While reading my word I came across this scripture Matthew 6:6 and it totally hit me it says But when you pray, go into your room, close the door and pray to your Father, who is unseen. Then your Father, who sees what is done in secret, will reward you.” In that moment I realized what God needed from me in order to gain everything that I have prayed for, and that was to go into a secret place. God wanted me to be by myself alone with Him in order to reward me, and then I went on to more revelation. I was able to see in that time alone with God is where God can give you direction, peace, clarity, and purpose. It’s in that secret place that you find the answer to what God has for you. It’s in that secret place where God can push you into the rightful place He has for you.

I suddenly connect that God is sending me through the fire and the struggle in order to get me to the secret place. I had fallen so far into what the world’s results were that I forgot what God’s results were. I forgot who my true doctor was, and I forgot scriptures that say “Seek and you will find, by His stripes I am healed, and the trials come to bring endurance.” I understood that a decision to trust, and believe God was not going to be easy, but I knew that I gained my healing, promise, purpose, and protection when I became a child of the King. I realized that when I made a decision to believe God that no weapon formed could attack me, and that I had authority and power, and it was the fire that got me to this point of understanding that my power is in me and God has me covered. I realized in that moment that God broke me to restore me.

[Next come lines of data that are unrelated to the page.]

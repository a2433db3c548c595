use redis::{Client, Commands, Connection, RedisError};
use std::sync::Mutex;
use tracing::info;

use super::KeyValueStore;
use crate::error::StoreError;

/// Хранилище в Redis. Ядро синхронное, поэтому используется блокирующее
/// соединение; HTTP-слой вызывает его из `spawn_blocking`.
pub struct RedisStore {
    conn: Mutex<Connection>,
}

impl RedisStore {
    pub fn new(redis_url: &str) -> Result<Self, StoreError> {
        let client = Client::open(redis_url).map_err(backend)?;
        let conn = client.get_connection().map_err(backend)?;
        info!("Redis store connected");
        Ok(RedisStore { conn: Mutex::new(conn) })
    }
}

fn backend(e: RedisError) -> StoreError {
    StoreError::Backend(Box::new(e))
}

impl KeyValueStore for RedisStore {
    fn load(&self, key: &str) -> Result<Option<String>, StoreError> {
        let mut conn = self.conn.lock().map_err(|_| StoreError::Poisoned)?;
        conn.get::<_, Option<String>>(key).map_err(backend)
    }

    fn save(&self, key: &str, value: &str) -> Result<(), StoreError> {
        let mut conn = self.conn.lock().map_err(|_| StoreError::Poisoned)?;
        conn.set::<_, _, ()>(key, value).map_err(backend)
    }
}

I say this to tell you that the storm will come, the bad news will hurt, and you will go through hard times, but it is in the secret place that God can deliver, and strengthen you to get through those times. It’s your intimate relationship with God as His child that will make you stand the fire. Moses had to go to the mountain alone before God could speak to him clearly, and give him direction. It was when Shadrach, Meeshach, and Abindego were in the fire where their faith was tried, and they began to seek God, and that is why they didn’t get burnt. Are you able to turn your fire into a secret place where you begin to cry out, and strengthen your faith and relationship with God? That the doctor may come with bad news, and you feel the fire rising, but you begin to speak to God in a private place, and pray to Him. Are you able to see your storm as God courting you to a stronger belief and faith in Him? Is it possible that God is breaking you to restore you to Him that you might be whole when He does choose to give you your promises; that have been spoken over your life? See most of this is basic information that I am sure some of you may have already known, but as I take the time to minister to myself I will be transparent with you all. I will tell you that there were times my faith was shaken, and I truly felt like God forgot about me, that He was punishing me, and then I went into a secret place, and God was able to get to me. Sometimes you go too far out and God can’t get to you. Sometimes you fall so much into the world, bad news, articles, and doctors that you forget the controller of the world, the author of all good news, and the doctor of all doctors. Sometimes you are placed in the fire just so that God can hear you cry out His name.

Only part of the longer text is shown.